[[ Data under study, beginning ]]

use std::fmt::Write;

use time::macros::format_description;
use time::{OffsetDateTime, UtcOffset};

use crate::domain::media::MediaRecord;

/// Gallery times are shown in UTC+8.
const DISPLAY_OFFSET_HOURS: i8 = 8;

const LANDING_PAGE: &str = r#"<!DOCTYPE html>
<html lang="en">
<head>
  <meta charset="UTF-8">
  <meta name="viewport" content="width=device-width, initial-scale=1.0">
  <title>Telegraph image relay</title>
  <style>
    body { margin: 0; min-height: 100vh; display: flex; align-items: center; justify-content: center; font-family: sans-serif; }
    .background { position: fixed; inset: 0; background-size: cover; background-position: center; z-index: -1; transition: opacity 1s ease-in-out; }
    .card { background: rgba(255, 255, 255, 0.85); border-radius: 10px; box-shadow: 0 4px 8px rgba(0, 0, 0, 0.2); padding: 20px; width: 90%; max-width: 420px; text-align: center; }
    .formats { margin-top: 16px; display: none; }
    .formats button { margin: 0 4px; }
    textarea { width: 100%; margin-top: 12px; display: none; resize: none; }
    #status { min-height: 1.2em; margin-top: 8px; font-size: 14px; }
  </style>
</head>
<body>
  <div class="background" id="background"></div>
  <div class="card">
    <h2>Telegraph image relay</h2>
    <form id="uploadForm" action="/upload" method="post" enctype="multipart/form-data">
      <input id="fileInput" name="file" type="file" accept="image/gif,image/jpeg,image/jpg,image/png,video/mp4" multiple>
    </form>
    <div id="status"></div>
    <div class="formats" id="formats">
      <button type="button" data-format="url">URL</button>
      <button type="button" data-format="bbcode">BBCode</button>
      <button type="button" data-format="markdown">Markdown</button>
    </div>
    <textarea id="fileLink" rows="4" readonly></textarea>
  </div>
  <script>
    const uploaded = [];
    const statusLine = document.getElementById('status');
    const fileLink = document.getElementById('fileLink');

    function showLinks(text) {
      fileLink.value = text;
      fileLink.style.display = 'block';
      document.getElementById('formats').style.display = 'block';
    }

    async function uploadFile(file) {
      statusLine.textContent = 'Uploading ' + file.name + '...';
      const form = new FormData();
      form.append('file', file, file.name);
      try {
        const response = await fetch('/upload', { method: 'POST', body: form });
        const body = await response.json().catch(() => ({ error: 'Upload failed' }));
        if (!response.ok || body.error) {
          statusLine.textContent = body.error || 'Upload failed';
          return;
        }
        uploaded.push(body.data);
        showLinks(uploaded.join('\n\n'));
        statusLine.textContent = 'Uploaded';
      } catch (err) {
        statusLine.textContent = 'Upload failed';
      }
    }

    document.getElementById('fileInput').addEventListener('change', async (event) => {
      for (const file of event.target.files) {
        await uploadFile(file);
      }
    });

    document.addEventListener('paste', (event) => {
      for (const item of event.clipboardData.items) {
        if (item.kind === 'file') {
          uploadFile(item.getAsFile());
          break;
        }
      }
    });

    document.querySelectorAll('[data-format]').forEach((button) => {
      button.addEventListener('click', () => {
        const links = uploaded.map((url) => url.trim()).filter((url) => url !== '');
        const format = button.getAttribute('data-format');
        const text = links.map((url) => {
          if (format === 'bbcode') return '[img]' + url + '[/img]';
          if (format === 'markdown') return '![image](' + url + ')';
          return url;
        }).join('\n\n');
        showLinks(text);
        navigator.clipboard && navigator.clipboard.writeText(text);
      });
    });

    fetch('/bing-images')
      .then((response) => response.json())
      .then((body) => {
        const images = (body.data || []).map((image) => image.url);
        if (images.length === 0) return;
        const background = document.getElementById('background');
        let index = 0;
        background.style.backgroundImage = 'url(' + images[0] + ')';
        setInterval(() => {
          index = (index + 1) % images.length;
          background.style.backgroundImage = 'url(' + images[index] + ')';
        }, 5000);
      })
      .catch(() => {});
  </script>
</body>
</html>
"#;

const GALLERY_HEAD: &str = r#"<!DOCTYPE html>
<html lang="en">
<head>
  <meta charset="UTF-8">
  <meta name="viewport" content="width=device-width, initial-scale=1.0">
  <title>Gallery</title>
  <style>
    body { font-family: sans-serif; margin: 0; padding: 20px; background: #f4f4f4; }
    .header { position: sticky; top: 0; display: flex; justify-content: space-between; align-items: center; background: #fff; padding: 12px 16px; border-radius: 6px; box-shadow: 0 1px 3px rgba(0, 0, 0, 0.1); z-index: 10; }
    .hidden { display: none; }
    .gallery { display: grid; grid-template-columns: repeat(auto-fill, minmax(200px, 1fr)); gap: 16px; margin-top: 16px; }
    .item { position: relative; background: #fff; border-radius: 6px; overflow: hidden; height: 200px; cursor: pointer; border: 3px solid transparent; }
    .item.selected { border-color: #dc3545; }
    .item img, .item video { width: 100%; height: 100%; object-fit: cover; }
    .media-type { position: absolute; top: 6px; left: 6px; background: rgba(0, 0, 0, 0.6); color: #fff; padding: 2px 6px; border-radius: 3px; font-size: 12px; }
    .upload-time { position: absolute; bottom: 0; left: 0; right: 0; background: rgba(0, 0, 0, 0.6); color: #fff; font-size: 12px; padding: 4px; display: none; }
    .item.selected .upload-time { display: block; }
    .delete-button { background: #dc3545; color: #fff; border: none; border-radius: 4px; padding: 6px 12px; cursor: pointer; }
    .footer { text-align: center; color: #888; margin: 24px 0; }
  </style>
  <script>
    const selectedKeys = new Set();

    function toggleSelection(item) {
      const key = item.getAttribute('data-key');
      if (item.classList.toggle('selected')) {
        selectedKeys.add(key);
      } else {
        selectedKeys.delete(key);
      }
      document.getElementById('selected-count').textContent = selectedKeys.size;
      document.getElementById('selection').classList.toggle('hidden', selectedKeys.size === 0);
    }

    async function deleteSelected() {
      if (selectedKeys.size === 0) return;
      const response = await fetch('/delete-images', {
        method: 'POST',
        headers: { 'Content-Type': 'application/json' },
        body: JSON.stringify(Array.from(selectedKeys)),
      });
      if (response.ok) {
        location.reload();
      } else {
        alert('Delete failed');
      }
    }
  </script>
</head>
<body>
"#;

pub fn landing() -> &'static str {
    LANDING_PAGE
}

/// Renders the admin gallery for `records`, which arrive newest first.
pub fn gallery(records: &[MediaRecord]) -> String {
    let mut html = String::with_capacity(GALLERY_HEAD.len() + records.len() * 320);
    html.push_str(GALLERY_HEAD);

    let _ = write!(
        html,
        r#"  <div class="header">
    <span>{} media files</span>
    <span id="selection" class="hidden">Selected: <span id="selected-count">0</span>
      <button class="delete-button" onclick="deleteSelected()">Delete selected</button>
    </span>
  </div>
  <div class="gallery">
"#,
        records.len()
    );

    for record in records {
        let key = escape(&record.key);
        let url = escape(&record.url);
        let uploaded_at = escape(&format_timestamp(record.timestamp));

        if record.is_video() {
            let _ = write!(
                html,
                r#"    <div class="item" data-key="{key}" onclick="toggleSelection(this)">
      <div class="media-type">Video</div>
      <video src="{url}" preload="metadata" controls></video>
      <div class="upload-time">Uploaded {uploaded_at}</div>
    </div>
"#
            );
        } else {
            let _ = write!(
                html,
                r#"    <div class="item" data-key="{key}" onclick="toggleSelection(this)">
      <img src="{url}" alt="" loading="lazy">
      <div class="upload-time">Uploaded {uploaded_at}</div>
    </div>
"#
            );
        }
    }

    html.push_str("  </div>\n  <div class=\"footer\">End of gallery</div>\n</body>\n</html>\n");
    html
}

/// `YYYY-MM-DD HH:MM:SS` in UTC+8; the raw value if it is out of range.
pub fn format_timestamp(millis: i64) -> String {
    let format = format_description!("[year]-[month]-[day] [hour]:[minute]:[second]");
    let offset = UtcOffset::from_hms(DISPLAY_OFFSET_HOURS, 0, 0).unwrap_or(UtcOffset::UTC);

    OffsetDateTime::from_unix_timestamp_nanos(i128::from(millis) * 1_000_000)
        .ok()
        .and_then(|moment| moment.to_offset(offset).format(&format).ok())
        .unwrap_or_else(|| millis.to_string())
}

fn escape(value: &str) -> String {
    let mut escaped = String::with_capacity(value.len());
    for ch in value.chars() {
        match ch {
            '&' => escaped.push_str("&amp;"),
            '<' => escaped.push_str("&lt;"),
            '>' => escaped.push_str("&gt;"),
            '"' => escaped.push_str("&quot;"),
            '\'' => escaped.push_str("&#39;"),
            _ => escaped.push(ch),
        }
    }
    escaped
}
use serde::{Deserialize, Serialize};

/// Category scores returned by the moderation service.
#[derive(Debug, Clone, Copy, PartialEq, Serialize, Deserialize)]
pub struct ModerationScores {
    #[serde(rename = "Porn")]
    pub porn: f64,
    #[serde(rename = "Sexy")]
    pub sexy: f64,
    #[serde(rename = "Hentai")]
    pub hentai: f64,
}

impl ModerationScores {
    pub fn total(&self) -> f64 {
        self.porn + self.sexy + self.hentai
    }

    /// A score equal to the threshold still passes.
    pub fn exceeds(&self, threshold: f64) -> bool {
        self.total() > threshold
    }
}
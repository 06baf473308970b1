use async_trait::async_trait;
use axum::http::{HeaderMap, StatusCode};
use bytes::Bytes;
use futures::stream::BoxStream;
use std::sync::Arc;
use thiserror::Error;
use url::Url;

use crate::app::records::{RecordStore, RecordStoreError};
use crate::app::upstream::UpstreamError;
use crate::domain::media::MediaRecord;

pub type ByteStream = BoxStream<'static, Result<Bytes, std::io::Error>>;

/// An upstream response relayed back to the client.
pub struct ProxiedMedia {
    pub status: StatusCode,
    pub headers: HeaderMap,
    pub body: ByteStream,
}

#[async_trait]
pub trait MediaOrigin: Send + Sync {
    async fn fetch(&self, url: &Url) -> Result<ProxiedMedia, UpstreamError>;
}

#[derive(Debug, Error)]
pub enum MediaError {
    #[error(transparent)]
    Store(#[from] RecordStoreError),
    #[error(transparent)]
    Upstream(#[from] UpstreamError),
    #[error("stored url {url} cannot be proxied: {reason}")]
    InvalidUrl { url: String, reason: String },
}

#[derive(Clone)]
pub struct MediaService {
    records: Arc<dyn RecordStore>,
    origin: Arc<dyn MediaOrigin>,
    origin_host: String,
}

impl MediaService {
    pub fn new(
        records: Arc<dyn RecordStore>,
        origin: Arc<dyn MediaOrigin>,
        origin_host: String,
    ) -> Self {
        Self {
            records,
            origin,
            origin_host,
        }
    }

    /// Looks up `key` and relays the provider's copy. `None` when no record matches.
    pub async fn serve(&self, key: &str) -> Result<Option<ProxiedMedia>, MediaError> {
        let Some(record) = self.records.find_by_key(key).await? else {
            return Ok(None);
        };

        let url = origin_url(&record, &self.origin_host)?;
        let media = self.origin.fetch(&url).await?;
        Ok(Some(media))
    }
}

/// The record's public URL with its host swapped for the provider origin.
pub fn origin_url(record: &MediaRecord, origin_host: &str) -> Result<Url, MediaError> {
    let invalid = |reason: String| MediaError::InvalidUrl {
        url: record.url.clone(),
        reason,
    };

    let mut url = Url::parse(&record.url).map_err(|err| invalid(err.to_string()))?;
    url.set_host(Some(origin_host))
        .map_err(|err| invalid(err.to_string()))?;
    url.set_port(None)
        .map_err(|_| invalid("url cannot carry a port".to_string()))?;
    Ok(url)
}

[[ Data under study, end ]]

- Your instructions
Look through the entries above and say how many lines contain "threshold", giving nothing but the number.

- Final answer
3